Haitian migrants who crossed into Mexico from Guatemala are being prevented by Mexican authorities from traveling north to the U.S. The migrants say they are treated much worse than Latino migrants.
Thousands of Haitians are camped out on a highway and in public parks at Mexico’s southern border. The migrants have been flooding into the country in recent weeks, but they are prohibited from traveling north. They say they’ve been caught up in Mexico’s crackdown to keep migrants away from the U.S. border. NPR’s Carrie Kahn reports.
CARRIE KAHN, BYLINE: Fifteen buses showed up along a busy two-lane highway just as the sun was setting in the southern Mexican border city of Tapachula last night.
KAHN: Hundreds of Haitian migrants who had been camped out for more than a week at this spot scrambled to get on a bus. Mexican National Guard troops in riot gear tried to keep order. Djeff Orelien (ph) didn’t get a coveted seat. He’s frustrated.
DJEFF ORELIEN: (Non-English language spoken).
KAHN: “I’ve been here for five months and have been getting the runaround,” says Orelien. The 24-year-old from Haiti, his wife and small child arrived in Tapachula in July. Unlike other countries he’s transited after leaving Chile, where he lived for four years, Mexican immigration officials won’t let the migrants leave the southern state without proper documentation.
ORELIEN: (Non-English language spoken).
KAHN: “I also don’t want to do anything crooked,” he says. “I just want to get a permit so I can get out of here.”
About a week ago, the migrants were told to wait on the side of this highway for buses that would take them to cities further north for jobs. During the day, the scorching sun and heat rising from the road’s asphalt is excruciating
ORELIEN: (Non-English language spoken).
KAHN: “Life is really difficult, and I don’t want to die. That’s why I just need to keep moving forward,” says Orelien.
But the wait for those documents has been slow, and the steps not clear. Some days, immigration officials tell the migrants they need to line up at a park across town to get a document.
KAHN: In the park, an immigration official walks past hundreds of migrants, announcing the agency’s activities are done for the day. It’s not even noon. Scuffles break out as people scurry for better spots in line.
KAHN: Barcena Jean (ph), also from Haiti, says she’s been sleeping in the park to keep her place. There’s no water and just a handful of portable toilets.
BARCENA JEAN: (Non-English language spoken).
KAHN: “They treat us like animals,” she says.
The Haitians are part of a huge exodus, tens of thousands by some official estimates, pouring out of South America as once-plentiful jobs there dried up during the pandemic. Mexican officials predict by year’s end, nearly 130,000 people will have requested asylum or protected status this year. Nearly half are Haitians. While the numbers are clearly overwhelming the country’s understaffed refugee agency, activists say incompetence and malice have also led to what they are calling a humanitarian crisis at the border
YAMEL ATHIE: (Non-English language spoken).

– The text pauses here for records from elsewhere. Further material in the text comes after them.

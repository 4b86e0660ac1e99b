//! Single-slot camera motion driver.
//!
//! At most one transition is in flight. Starting a new one replaces the
//! old one outright: the old tween stops where it is and its completion
//! callback is dropped without running.

use crate::camera::core::CameraPose;
use crate::camera::tween::CameraTween;
use crate::util::easing::EasingFunction;

/// Callback run once when a transition lands.
pub type CompletionCallback = Box<dyn FnOnce()>;

/// Why a transition was started.
#[derive(Debug, Clone, Copy, PartialEq, Eq)]
pub enum TransitionKind {
    /// Flying in to frame a focus target.
    FocusIn,
    /// Returning to the default pose after leaving focus.
    FocusOut,
    /// Returning to the default pose without a focus change.
    Recenter,
}

impl TransitionKind {
    /// Whether this transition heads back to the default pose.
    #[must_use]
    pub fn is_return(self) -> bool {
        matches!(self, Self::FocusOut | Self::Recenter)
    }
}

/// Result of one [`MotionController::advance`] call.
#[derive(Debug, Clone, Copy, PartialEq)]
pub struct MotionStep {
    /// Pose to apply to the camera this frame.
    pub pose: CameraPose,
    /// Kind of the transition that produced the pose.
    pub kind: TransitionKind,
    /// `true` on the step that reached the end pose.
    pub completed: bool,
}

struct ActiveTransition {
    kind: TransitionKind,
    tween: CameraTween,
    on_complete: Option<CompletionCallback>,
}

/// Drives the one camera transition that may be running.
#[derive(Default)]
pub struct MotionController {
    active: Option<ActiveTransition>,
}

impl std::fmt::Debug for MotionController {
    fn fmt(&self, f: &mut std::fmt::Formatter<'_>) -> std::fmt::Result {
        f.debug_struct("MotionController")
            .field("kind", &self.active_kind())
            .field("tween", &self.active.as_ref().map(|a| a.tween))
            .finish()
    }
}

impl MotionController {
    /// Controller with nothing in flight.
    #[must_use]
    pub fn new() -> Self {
        Self::default()
    }

    /// Start moving from `from` to `to`, replacing anything in flight.
    pub fn begin_transition(
        &mut self,
        kind: TransitionKind,
        from: CameraPose,
        to: CameraPose,
        duration: f32,
        easing: EasingFunction,
        on_complete: Option<CompletionCallback>,
    ) {
        if let Some(previous) = self.active.take() {
            log::debug!(
                "{:?} transition superseded by {kind:?} at {:.0}%",
                previous.kind,
                previous.tween.progress() * 100.0
            );
        }
        self.active = Some(ActiveTransition {
            kind,
            tween: CameraTween::new(from, to, duration, easing),
            on_complete,
        });
    }

    /// Step the active transition by `dt` seconds.
    ///
    /// Returns `None` when idle. On the completing step the callback runs
    /// and the slot is cleared before returning.
    pub fn advance(&mut self, dt: f32) -> Option<MotionStep> {
        let active = self.active.as_mut()?;
        let (pose, completed) = active.tween.advance(dt);
        let kind = active.kind;

        if completed {
            if let Some(done) = self.active.take() {
                log::trace!("{kind:?} transition complete");
                if let Some(callback) = done.on_complete {
                    callback();
                }
            }
        }

        Some(MotionStep {
            pose,
            kind,
            completed,
        })
    }

    /// Whether a transition is in flight.
    #[must_use]
    pub fn is_active(&self) -> bool {
        self.active.is_some()
    }

    /// Kind of the in-flight transition.
    #[must_use]
    pub fn active_kind(&self) -> Option<TransitionKind> {
        self.active.as_ref().map(|a| a.kind)
    }

    /// End pose of the in-flight transition.
    #[must_use]
    pub fn target_pose(&self) -> Option<CameraPose> {
        self.active.as_ref().map(|a| a.tween.end())
    }
}
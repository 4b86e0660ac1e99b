//! Focus target registry: which target ids are interactive and what their
//! info panel shows.
//!
//! The registry is built once at startup and exposes no mutating API
//! afterwards. Ids missing from it are "not interactive" for panel
//! purposes even when their geometry is clickable.
//!
//! TOML layout:
//!
//! ```toml
//! [targets.Sphere002]
//! title = "Contact"
//! content = "<h3>Contact</h3>"
//! ```
//!
//! JSON uses the same shape: `{"targets": {"Sphere002": {...}}}`.

use std::path::Path;

use rustc_hash::FxHashMap;
use serde::{Deserialize, Serialize};

use crate::error::VantageError;

/// What the info panel shows for one target.
#[derive(Debug, Clone, PartialEq, Eq, Serialize, Deserialize)]
pub struct Payload {
    /// Panel heading.
    pub title: String,
    /// Opaque formatted body passed through to the panel surface.
    pub content: String,
}

impl Payload {
    /// Payload from a title and body.
    pub fn new(title: impl Into<String>, content: impl Into<String>) -> Self {
        Self {
            title: title.into(),
            content: content.into(),
        }
    }
}

#[derive(Deserialize)]
struct RegistryFile {
    #[serde(default)]
    targets: FxHashMap<String, Payload>,
}

/// Immutable map from target id to [`Payload`].
#[derive(Debug, Clone, Default, PartialEq, Eq)]
pub struct FocusRegistry {
    entries: FxHashMap<String, Payload>,
}

impl FocusRegistry {
    /// Build from `(id, payload)` pairs. Later duplicates replace earlier
    /// ones; empty ids are dropped since no pick can resolve to them.
    pub fn from_entries<I, K>(entries: I) -> Self
    where
        I: IntoIterator<Item = (K, Payload)>,
        K: Into<String>,
    {
        let mut map = FxHashMap::default();
        for (id, payload) in entries {
            let id = id.into();
            if id.is_empty() {
                log::warn!("registry entry with empty id ignored");
                continue;
            }
            if let Some(old) = map.insert(id, payload) {
                log::debug!("registry entry '{}' replaced", old.title);
            }
        }
        Self { entries: map }
    }

    /// Parse the `[targets.<id>]` TOML layout.
    pub fn from_toml_str(s: &str) -> Result<Self, VantageError> {
        let file: RegistryFile = toml::from_str(s)
            .map_err(|e| VantageError::RegistryParse(e.to_string()))?;
        Ok(Self::from_entries(file.targets))
    }

    /// Parse the `{"targets": {...}}` JSON layout.
    pub fn from_json_str(s: &str) -> Result<Self, VantageError> {
        let file: RegistryFile = serde_json::from_str(s)
            .map_err(|e| VantageError::RegistryParse(e.to_string()))?;
        Ok(Self::from_entries(file.targets))
    }

    /// Load from a file, choosing JSON for `.json` and TOML otherwise.
    pub fn load(path: &Path) -> Result<Self, VantageError> {
        let content = std::fs::read_to_string(path)?;
        let registry = if path.extension().is_some_and(|ext| ext == "json") {
            Self::from_json_str(&content)?
        } else {
            Self::from_toml_str(&content)?
        };
        log::info!(
            "loaded {} focus targets from {}",
            registry.len(),
            path.display()
        );
        Ok(registry)
    }

    /// Payload for `id`.
    #[must_use]
    pub fn get(&self, id: &str) -> Option<&Payload> {
        self.entries.get(id)
    }

    /// Whether `id` is a registered focus target.
    #[must_use]
    pub fn contains(&self, id: &str) -> bool {
        self.entries.contains_key(id)
    }

    /// Number of registered targets.
    #[must_use]
    pub fn len(&self) -> usize {
        self.entries.len()
    }

    /// Whether no targets are registered.
    #[must_use]
    pub fn is_empty(&self) -> bool {
        self.entries.is_empty()
    }

    /// Registered ids, sorted.
    #[must_use]
    pub fn ids(&self) -> Vec<&str> {
        let mut ids: Vec<&str> =
            self.entries.keys().map(String::as_str).collect();
        ids.sort_unstable();
        ids
    }
}
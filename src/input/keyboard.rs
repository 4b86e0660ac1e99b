use serde::{Deserialize, Serialize};

/// Viewer actions that can be bound to keys.
///
/// Serde serializes as `snake_case` strings so TOML presets stay readable:
/// ```toml
/// [keybindings]
/// reset_view = "Escape"
/// toggle_auto_rotate = "KeyR"
/// ```
#[derive(Debug, Clone, Copy, PartialEq, Eq, Hash, Serialize, Deserialize)]
#[serde(rename_all = "snake_case")]
pub enum KeyAction {
    /// Leave focus and return to the overview (explicit reset trigger).
    ResetView,
    /// Animate back to the default pose, leaving focus if necessary.
    RecenterCamera,
    /// Toggle idle turntable rotation.
    ToggleAutoRotate,
}
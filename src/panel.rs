//! Info panel binding.
//!
//! The engine never talks to a presentation layer directly. It drives a
//! [`PanelBinding`], which forwards only real changes to the host's
//! [`PanelSurface`].

use crate::registry::Payload;

/// Host-side panel display.
pub trait PanelSurface {
    /// Show the panel (or replace its content in place if already shown).
    fn show_panel(&mut self, title: &str, content: &str);
    /// Hide the panel.
    fn hide_panel(&mut self);
    /// Highlight the hovered target, or clear the highlight with `None`.
    /// Surfaces without hover feedback can ignore this.
    fn highlight(&mut self, _target: Option<&str>) {}
}

impl<S: PanelSurface + ?Sized> PanelSurface for Box<S> {
    fn show_panel(&mut self, title: &str, content: &str) {
        (**self).show_panel(title, content);
    }

    fn hide_panel(&mut self) {
        (**self).hide_panel();
    }

    fn highlight(&mut self, target: Option<&str>) {
        (**self).highlight(target);
    }
}

/// Surface that only logs. Useful for headless runs.
#[derive(Debug, Clone, Copy, Default)]
pub struct LogPanel;

impl PanelSurface for LogPanel {
    fn show_panel(&mut self, title: &str, content: &str) {
        log::info!("panel shown: {title} ({} bytes)", content.len());
    }

    fn hide_panel(&mut self) {
        log::info!("panel hidden");
    }

    fn highlight(&mut self, target: Option<&str>) {
        log::debug!("highlight {target:?}");
    }
}

/// Tracks what the surface is showing and suppresses redundant calls.
#[derive(Debug)]
pub struct PanelBinding<S: PanelSurface> {
    surface: S,
    shown: Option<(String, Payload)>,
}

impl<S: PanelSurface> PanelBinding<S> {
    /// Binding over a hidden surface.
    pub fn new(surface: S) -> Self {
        Self {
            surface,
            shown: None,
        }
    }

    /// Show `payload` for `id`.
    ///
    /// Returns `false` (and leaves the surface alone) if exactly this is
    /// already on screen. A different payload replaces the content without
    /// hiding first.
    pub fn show(&mut self, id: &str, payload: &Payload) -> bool {
        if let Some((shown_id, shown_payload)) = &self.shown {
            if shown_id == id && shown_payload == payload {
                return false;
            }
        }
        self.surface.show_panel(&payload.title, &payload.content);
        self.shown = Some((id.to_owned(), payload.clone()));
        true
    }

    /// Hide the panel. Returns `false` if it was already hidden.
    pub fn hide(&mut self) -> bool {
        if self.shown.take().is_none() {
            return false;
        }
        self.surface.hide_panel();
        true
    }

    /// Whether the panel is visible.
    #[must_use]
    pub fn is_visible(&self) -> bool {
        self.shown.is_some()
    }

    /// Id whose payload is on screen.
    #[must_use]
    pub fn shown_id(&self) -> Option<&str> {
        self.shown.as_ref().map(|(id, _)| id.as_str())
    }

    /// Payload on screen.
    #[must_use]
    pub fn shown_payload(&self) -> Option<&Payload> {
        self.shown.as_ref().map(|(_, payload)| payload)
    }

    /// The wrapped surface.
    pub fn surface(&self) -> &S {
        &self.surface
    }

    /// Mutable access to the wrapped surface.
    ///
    /// Calling `show_panel`/`hide_panel` through this bypasses the
    /// binding's bookkeeping.
    pub fn surface_mut(&mut self) -> &mut S {
        &mut self.surface
    }

    /// Forward a hover highlight change to the surface. Highlighting is
    /// independent of panel visibility.
    pub fn highlight(&mut self, target: Option<&str>) {
        self.surface.highlight(target);
    }

    /// Unwrap the surface.
    pub fn into_surface(self) -> S {
        self.surface
    }
}

/// Surface that records every call, for tests.
#[cfg(test)]
#[derive(Debug, Default)]
pub(crate) struct RecordingPanel {
    pub(crate) calls: Vec<PanelCall>,
    pub(crate) highlights: Vec<Option<String>>,
}

/// One recorded surface call.
#[cfg(test)]
#[derive(Debug, Clone, PartialEq, Eq)]
pub(crate) enum PanelCall {
    Show { title: String, content: String },
    Hide,
}

#[cfg(test)]
impl PanelSurface for RecordingPanel {
    fn show_panel(&mut self, title: &str, content: &str) {
        self.calls.push(PanelCall::Show {
            title: title.to_owned(),
            content: content.to_owned(),
        });
    }

    fn hide_panel(&mut self) {
        self.calls.push(PanelCall::Hide);
    }

    fn highlight(&mut self, target: Option<&str>) {
        self.highlights.push(target.map(str::to_owned));
    }
}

KAHN: “I think this is part of the immigration authority’s policy of dehumanizing and humiliating the migrants,” says Yamel Athie, an activist and psychologist. She says the hope is the Haitians will just give up. Mexico’s immigration agency would not comment.
Maureen Meyer, of the Washington Office on Latin America, says the U.S. has long pressured Mexico to deter and detain.
MAUREEN MEYER: It’s also a message from the Biden administration that what they want from countries farther south is to do as much as they can to stop migrants from reaching the U.S.-Mexico border.
KAHN: At the park, where migrants continue to wait in long lines for documents and bus rides, local gang prevention officer Alberto Rodriguez (ph) says there is no control over who comes and who goes.
ALBERTO RODRIGUEZ: (Non-English language spoken).
KAHN: “One day, 800 leave the city. And the next day, another 1,000 show up right behind them.”
Carrie Kahn, NPR News, Tapachula, Mexico.